In Nye, the vice is legalized but it is heavily regulated. Nye County Code 9.20.090(A) requires a prospective brothel owner to provide evidence that he/she is “a bona fide resident of [Nevada] and has been so for six (6) months” prior to being licensed. Section 9.20.190 provides that “[a]ll licensees and their managers must be available to the board at all times, and cannot operate the premises from addresses located in other states.”
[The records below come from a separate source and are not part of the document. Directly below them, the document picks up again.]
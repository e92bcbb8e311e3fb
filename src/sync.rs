// sync.rs
use crate::{
    collector::Collector,
    error::GlobError,
    patterns::{ignore::GITIGNORE_FILE, IgnoreSet, Patterns},
    predicates::Selector,
    windows::to_posix,
    GlobOptions,
};
use camino::Utf8Path;
use std::path::Path;
use tracing::{debug, warn};
use walkdir::WalkDir;

/// Base-relative, `/`-separated form of a walked path
fn relative_posix(path: &Path, base: &Utf8Path) -> Option<String> {
    let rel = path.strip_prefix(base).ok()?.to_str()?;
    Some(to_posix(rel).into_owned())
}

fn load_gitignore(base: &Utf8Path) -> Option<String> {
    let path = base.join(GITIGNORE_FILE);
    match std::fs::read_to_string(&path) {
        Ok(content) => {
            debug!("Loaded {}", path);
            Some(content)
        }
        Err(e) => {
            debug!("No usable {}: {}", path, e);
            None
        }
    }
}

/// Finds matching paths without an async runtime
///
/// Same selection rules as the concurrent finder, walked sequentially with
/// WalkDir. Ignored directories are pruned before they are read, and
/// unreadable entries are logged and skipped.
///
/// # Errors
///
/// Fails only when the base directory cannot be resolved.
pub fn find_blocking<I, S>(patterns: I, opts: &GlobOptions) -> Result<Vec<String>, GlobError>
where
    I: IntoIterator<Item = S>,
    S: AsRef<str>,
{
    let base = opts.resolve_base()?;
    let gitignore = if opts.respect_gitignore {
        load_gitignore(&base)
    } else {
        None
    };
    let selector = Selector {
        patterns: Patterns::compile_many(patterns),
        ignore: IgnoreSet::build(&opts.ignore, gitignore.as_deref()),
        predicates: opts.predicates(),
    };
    let mut found = Collector::new(opts.path_form(&base));

    // WalkDir counts the base itself as depth 0, so its children sit at 1
    let max_depth = opts.max_depth.map_or(usize::MAX, |d| d.saturating_add(1));

    let walker = WalkDir::new(&base)
        .follow_links(false)
        .min_depth(1)
        .max_depth(max_depth)
        .into_iter()
        .filter_entry(|dent| {
            if dent.depth() == 0 || !dent.file_type().is_dir() {
                return true;
            }
            match relative_posix(dent.path(), &base) {
                Some(rel) => selector.decide(&rel, true).descend,
                None => false,
            }
        });

    for entry in walker {
        let dent = match entry {
            Ok(dent) => dent,
            Err(e) => {
                warn!("Skipping unreadable entry: {}", e);
                continue;
            }
        };

        let Some(rel) = relative_posix(dent.path(), &base) else {
            warn!("Skipping non-UTF-8 path {}", dent.path().display());
            continue;
        };

        if selector.decide(&rel, dent.file_type().is_dir()).collect {
            found.push(&rel);
        }
    }

    debug!("Found {} match(es) under {}", found.len(), base);
    Ok(found.into_vec())
}

#[cfg(test)]
mod tests {
    use super::*;
    use crate::predicates::EntryKind;
    use crate::GlobOptionsBuilder;
    use std::collections::BTreeSet;
    use std::fs;

    fn tree(files: &[&str]) -> tempfile::TempDir {
        let tmp = tempfile::tempdir().unwrap();
        for f in files {
            let path = tmp.path().join(f);
            fs::create_dir_all(path.parent().unwrap()).unwrap();
            fs::write(path, "").unwrap();
        }
        tmp
    }

    fn run(patterns: &[&str], opts: GlobOptions) -> BTreeSet<String> {
        find_blocking(patterns, &opts).unwrap().into_iter().collect()
    }

    #[test]
    fn test_blocking_nested() {
        let tmp = tree(&["a.ts", "b.js", "sub/c.ts"]);
        let opts = GlobOptionsBuilder::new().base_dir(tmp.path()).build();
        let got = run(&["**/*.ts"], opts);
        assert_eq!(got, BTreeSet::from(["a.ts".to_string(), "sub/c.ts".to_string()]));
    }

    #[test]
    fn test_blocking_prunes_ignored_dirs() {
        let tmp = tree(&["node_modules/pkg/index.js", "src/index.js"]);
        let opts = GlobOptionsBuilder::new()
            .base_dir(tmp.path())
            .ignore("**/node_modules/**")
            .build();
        let got = run(&["**/*.js"], opts);
        assert_eq!(got, BTreeSet::from(["src/index.js".to_string()]));
    }

    #[test]
    fn test_blocking_max_depth_zero() {
        let tmp = tree(&["a.ts", "sub/c.ts"]);
        let opts = GlobOptionsBuilder::new()
            .base_dir(tmp.path())
            .max_depth(0)
            .entry_kind(EntryKind::All)
            .build();
        let got = run(&["**/*"], opts);
        assert_eq!(got, BTreeSet::from(["a.ts".to_string(), "sub".to_string()]));
    }

    #[test]
    fn test_blocking_gitignore() {
        let tmp = tree(&["app.log", "keep.log", "main.rs"]);
        fs::write(tmp.path().join(".gitignore"), "*.log\n!keep.log\n").unwrap();
        let opts = GlobOptionsBuilder::new()
            .base_dir(tmp.path())
            .respect_gitignore(true)
            .match_extensionless(false)
            .build();
        let got = run(&["*"], opts);
        assert_eq!(
            got,
            BTreeSet::from(["keep.log".to_string(), "main.rs".to_string()])
        );
    }

    #[test]
    fn test_blocking_missing_base() {
        let tmp = tempfile::tempdir().unwrap();
        let opts = GlobOptionsBuilder::new()
            .base_dir(tmp.path().join("missing"))
            .build();
        assert!(run(&["**/*"], opts).is_empty());
    }

    #[test]
    fn test_blocking_folders_only() {
        let tmp = tree(&["src/lib.rs", "src/bin/main.rs", "README.md"]);
        let opts = GlobOptionsBuilder::new()
            .base_dir(tmp.path())
            .entry_kind(EntryKind::Folders)
            .build();
        let got = run(&["**/*"], opts);
        assert_eq!(got, BTreeSet::from(["src".to_string(), "src/bin".to_string()]));
    }

    #[test]
    fn test_blocking_extensionless_filter() {
        let tmp = tree(&["Makefile", "main.c", "sub/LICENSE"]);

        let opts = GlobOptionsBuilder::new().base_dir(tmp.path()).build();
        assert_eq!(
            run(&["**/*"], opts),
            BTreeSet::from([
                "Makefile".to_string(),
                "main.c".to_string(),
                "sub/LICENSE".to_string()
            ])
        );

        let opts = GlobOptionsBuilder::new()
            .base_dir(tmp.path())
            .match_extensionless(false)
            .build();
        assert_eq!(run(&["**/*"], opts), BTreeSet::from(["main.c".to_string()]));
    }

    #[cfg(unix)]
    #[test]
    fn test_blocking_survives_unreadable_subdirectory() {
        use std::os::unix::fs::PermissionsExt;

        let tmp = tree(&["pub/a.ts", "pub/nested/b.ts", "secret/c.ts", "e.ts"]);
        let secret = tmp.path().join("secret");
        fs::set_permissions(&secret, fs::Permissions::from_mode(0o000)).unwrap();
        // Privileged users read through mode 000; only then does the subtree show up
        let enforced = fs::read_dir(&secret).is_err();

        let opts = GlobOptionsBuilder::new().base_dir(tmp.path()).build();
        let got = find_blocking(["**/*.ts"], &opts);
        fs::set_permissions(&secret, fs::Permissions::from_mode(0o755)).unwrap();

        let got: BTreeSet<String> = got.unwrap().into_iter().collect();
        for expected in ["pub/a.ts", "pub/nested/b.ts", "e.ts"] {
            assert!(got.contains(expected), "missing {expected}");
        }
        if enforced {
            assert_eq!(got.len(), 3);
        }
    }
}
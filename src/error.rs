// error.rs
use std::{io, path::PathBuf};
use thiserror::Error;

/// Error types for find operations
///
/// Only problems at the API boundary surface as errors. Anomalies met while
/// walking the tree (unreadable directories, vanished entries) are logged and
/// skipped instead.
#[derive(Error, Debug)]
pub enum GlobError {
    /// I/O error, e.g. the current directory could not be determined
    #[error("IO error: {0}")]
    Io(#[from] io::Error),

    /// Regex compilation error
    #[error("Regex error: {0}")]
    Regex(#[from] regex::Error),

    /// Base directory is not valid UTF-8
    #[error("Path is not valid UTF-8: {}", .0.display())]
    NonUtf8Path(PathBuf),
}
// patterns/ignore.rs
//! Ignore rules built from explicit patterns and a base-directory `.gitignore`.

use super::compile::CompiledMatcher;

/// Name of the ignore file read from the base directory
pub const GITIGNORE_FILE: &str = ".gitignore";

/// Extracts ignore patterns from `.gitignore` text
///
/// Lines are trimmed; blank lines and `#` comments are dropped. No other
/// gitignore syntax is interpreted: anchoring, trailing `/` and escapes are
/// passed through as ordinary glob text.
pub fn parse_gitignore(content: &str) -> Vec<String> {
    content
        .lines()
        .map(str::trim)
        .filter(|line| !line.is_empty() && !line.starts_with('#'))
        .map(str::to_string)
        .collect()
}

/// Deny and override matchers deciding whether a path is ignored
///
/// Overrides come from patterns prefixed with `!` and always win: a path
/// matched by any override is never ignored, whatever the deny list says and
/// wherever the override appeared in the input.
#[derive(Clone, Debug, Default)]
pub struct IgnoreSet {
    deny: Vec<CompiledMatcher>,
    allow: Vec<CompiledMatcher>,
}

impl IgnoreSet {
    /// Builds the rule set from explicit patterns followed by `.gitignore` content
    pub fn build<I, S>(explicit: I, gitignore: Option<&str>) -> Self
    where
        I: IntoIterator<Item = S>,
        S: AsRef<str>,
    {
        let mut set = Self::default();
        for pattern in explicit {
            set.add(pattern.as_ref());
        }
        if let Some(content) = gitignore {
            for pattern in parse_gitignore(content) {
                set.add(&pattern);
            }
        }
        set
    }

    fn add(&mut self, pattern: &str) {
        match pattern.strip_prefix('!') {
            Some(negated) => self.allow.push(CompiledMatcher::new(negated)),
            None => self.deny.push(CompiledMatcher::new(pattern)),
        }
    }

    /// True when there are no rules at all
    pub fn is_empty(&self) -> bool {
        self.deny.is_empty() && self.allow.is_empty()
    }

    /// Decides whether a base-relative POSIX path is ignored
    pub fn is_ignored(&self, path: &str) -> bool {
        if self.allow.iter().any(|m| m.is_match(path)) {
            return false;
        }
        self.deny.iter().any(|m| m.is_match(path))
    }
}
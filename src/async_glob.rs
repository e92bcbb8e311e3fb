// async_glob.rs
use crate::{
    collector::{join_relative, Collector, PathForm},
    error::GlobError,
    fs::FileSystem,
    patterns::{ignore::GITIGNORE_FILE, IgnoreSet, Patterns},
    predicates::Selector,
    GlobOptions,
};
use camino::{Utf8Path, Utf8PathBuf};
use futures::future::{BoxFuture, FutureExt};
use std::sync::Arc;
use tokio::task::JoinSet;
use tracing::{debug, warn};

/// Read-only state shared by every branch of one walk
struct WalkContext<F> {
    fs: Arc<F>,
    base: Utf8PathBuf,
    selector: Selector,
    max_depth: Option<usize>,
    form: PathForm,
}

impl<F> WalkContext<F> {
    /// A directory at `depth` is only read while `depth <= max_depth`
    fn may_visit(&self, depth: usize) -> bool {
        self.max_depth.map_or(true, |max| depth <= max)
    }

    /// Subdirectories found at `depth` are only walked while `depth < max_depth`
    fn may_descend(&self, depth: usize) -> bool {
        self.max_depth.map_or(true, |max| depth < max)
    }

    fn absolute(&self, relative: &str) -> Utf8PathBuf {
        if relative.is_empty() {
            self.base.clone()
        } else {
            self.base.join(relative)
        }
    }
}

/// Loads ignore patterns from the base directory's `.gitignore`
///
/// A missing or unreadable file contributes nothing.
async fn load_gitignore<F: FileSystem>(fs: &F, base: &Utf8Path) -> Option<String> {
    let path = base.join(GITIGNORE_FILE);
    match fs.read_to_string(&path).await {
        Ok(content) => {
            debug!("Loaded {}", path);
            Some(content)
        }
        Err(e) => {
            debug!("No usable {}: {}", path, e);
            None
        }
    }
}

/// Walks one directory, given by its base-relative path, and everything below it
///
/// Each subdirectory gets its own task; the returned future resolves only
/// after all of them (and their descendants) have finished. Directories that
/// cannot be read are logged and contribute nothing.
fn walk<F: FileSystem>(
    ctx: Arc<WalkContext<F>>,
    dir: String,
    depth: usize,
) -> BoxFuture<'static, Collector> {
    async move {
        let mut found = Collector::new(ctx.form.clone());
        if !ctx.may_visit(depth) {
            return found;
        }

        let abs = ctx.absolute(&dir);
        let entries = match ctx.fs.read_dir(&abs).await {
            Ok(entries) => entries,
            Err(e) => {
                warn!("Skipping unreadable directory {}: {}", abs, e);
                return found;
            }
        };
        debug!("Scanning {} ({} entries, depth {})", abs, entries.len(), depth);

        let mut branches = JoinSet::new();
        for entry in entries {
            let relative = join_relative(&dir, &entry.name);
            let decision = ctx.selector.decide(&relative, entry.is_dir);

            if decision.collect {
                found.push(&relative);
            }
            if decision.descend && ctx.may_descend(depth) {
                branches.spawn(walk(ctx.clone(), relative, depth + 1));
            }
        }

        while let Some(joined) = branches.join_next().await {
            match joined {
                Ok(sub) => found.merge(sub),
                Err(e) if e.is_panic() => std::panic::resume_unwind(e.into_panic()),
                Err(e) => warn!("Walk branch under {} was cancelled: {}", abs, e),
            }
        }

        found
    }
    .boxed()
}

/// Finds paths under the base directory matching any of the patterns
///
/// Sibling subdirectories are walked concurrently on the current tokio
/// runtime. The set of results is deterministic for an unchanged tree; their
/// order is not.
///
/// # Errors
///
/// Fails only when the base directory cannot be resolved (the current
/// directory is unavailable or the path is not UTF-8). Filesystem problems
/// met during the walk are logged and skipped.
pub async fn find_with_fs<F, I, S>(
    fs: Arc<F>,
    patterns: I,
    opts: &GlobOptions,
) -> Result<Vec<String>, GlobError>
where
    F: FileSystem,
    I: IntoIterator<Item = S>,
    S: AsRef<str>,
{
    let base = opts.resolve_base()?;
    let patterns = Patterns::compile_many(patterns);

    let gitignore = if opts.respect_gitignore {
        load_gitignore(fs.as_ref(), &base).await
    } else {
        None
    };
    let ignore = IgnoreSet::build(&opts.ignore, gitignore.as_deref());

    debug!(
        "Finding {} pattern(s) under {} (max depth {:?})",
        patterns.len(),
        base,
        opts.max_depth
    );

    let ctx = Arc::new(WalkContext {
        fs,
        form: opts.path_form(&base),
        base,
        selector: Selector {
            patterns,
            ignore,
            predicates: opts.predicates(),
        },
        max_depth: opts.max_depth,
    });

    let found = walk(ctx, String::new(), 0).await;
    debug!("Found {} match(es)", found.len());
    Ok(found.into_vec())
}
These requirements prevented Texas resident Bruce Kahn from applying to own a Nevada brothel. In TCR Holdings, LLC v. Nye County, he challenged the application residency requirements as violating the dormant Commerce Clause, the Privileges and Immunities Clause, and the Equal Protection Clause. The equal protection claim was a non-starter, but the district court ruled for the plaintiff on dormant Commerce Clause grounds. According to the district court, the dormant Commerce Clause requires that a Texan be able to apply to be a licensed owner of a brothel operating in Nevada on terms equal with a Nevadan.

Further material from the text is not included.